Some investigations have suggested that induction chemotherapy with a combination of taxanes, cisplatin and fluorouracil (TPF) is effective in locally advanced head and neck cancer. However, other trials have indicated that TPF does not improve outcomes. The objective of this study was to compare the efficacy and safety of TPF with a cisplatin and fluorouracil (PF) regimen through a meta-analysis.

Methods

Four randomized clinical trials were identified, which included 1,552 patients with locally advanced head and neck cancer who underwent induction chemotherapy with either a TPF or PF protocol.

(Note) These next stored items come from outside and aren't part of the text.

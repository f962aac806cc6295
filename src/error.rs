//! Configuration errors
//!
//! Everything here is fatal at `start()`; nothing is retried.

use thiserror::Error;

use crate::settings::Difficulty;

#[derive(Error, Debug)]
pub enum GameError {
    #[error("tick interval for {difficulty:?} must be positive, got {tick_interval_ms} ms")]
    InvalidTickInterval {
        difficulty: Difficulty,
        tick_interval_ms: f64,
    },
    #[error("target score for {difficulty:?} must be at least 1")]
    ZeroTargetScore { difficulty: Difficulty },
    #[error("grid is empty: {canvas_width}x{canvas_height} px with {box_size} px cells")]
    EmptyGrid {
        canvas_width: u32,
        canvas_height: u32,
        box_size: u32,
    },
    #[error("start cell ({col}, {row}) lies outside the grid")]
    StartOutOfBounds { col: i32, row: i32 },
    #[error("invalid configuration: {0}")]
    InvalidConfig(#[from] serde_json::Error),
}

pub type Result<T> = core::result::Result<T, GameError>;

The outcomes included the 3-year survival rate, overall response rate and different types of adverse events. Risk ratios (RRs) and their 95% confidence intervals (CIs) were pooled using RevMan 5.1 software.

Results

The 3-year survival rate (51.0% vs. 42.4%; p = 0.002), 3-year progression-free survival rate (35.9% vs. 27.2%; p = 0.007) and overall response to chemotherapy (72.9% vs. 62.1%; p<0.00001) of the patients in the TPF group was statistically superior to those in the PF group. In terms of toxicities, the incidence of febrile neutropenia (7.0% vs. 3.2%; p = 0.001) and alopecia (10.8% vs. 1.1%; p<0.00001) was higher in the TPF group.

Conclusion

The TPF induction chemotherapy regimen leads to a significant survival advantage with acceptable toxicity rates for patients with locally advanced head and neck cancer compared with the PF regimen.

Introduction

Head and neck cancer is one of commonest malignant tumors, with approximately 500,000 new cases diagnosed each year. Squamous-cell carcinoma is the predominant histological type. Unfortunately, the prognosis for this form of cancer is still dismal at present, and the recurrence rate ranges from 10 to 40%. This could be related to the fact that approximately 60% of cases initially present with advanced stage disease (stage III–IV). Only 30% to 50% of patients with locally advanced disease live for 3 years after standard therapy (surgery and irradiation), and 40% to 60% of them develop locoregional recurrences or distant metastases [1], [2], [3], [4], [5], [6].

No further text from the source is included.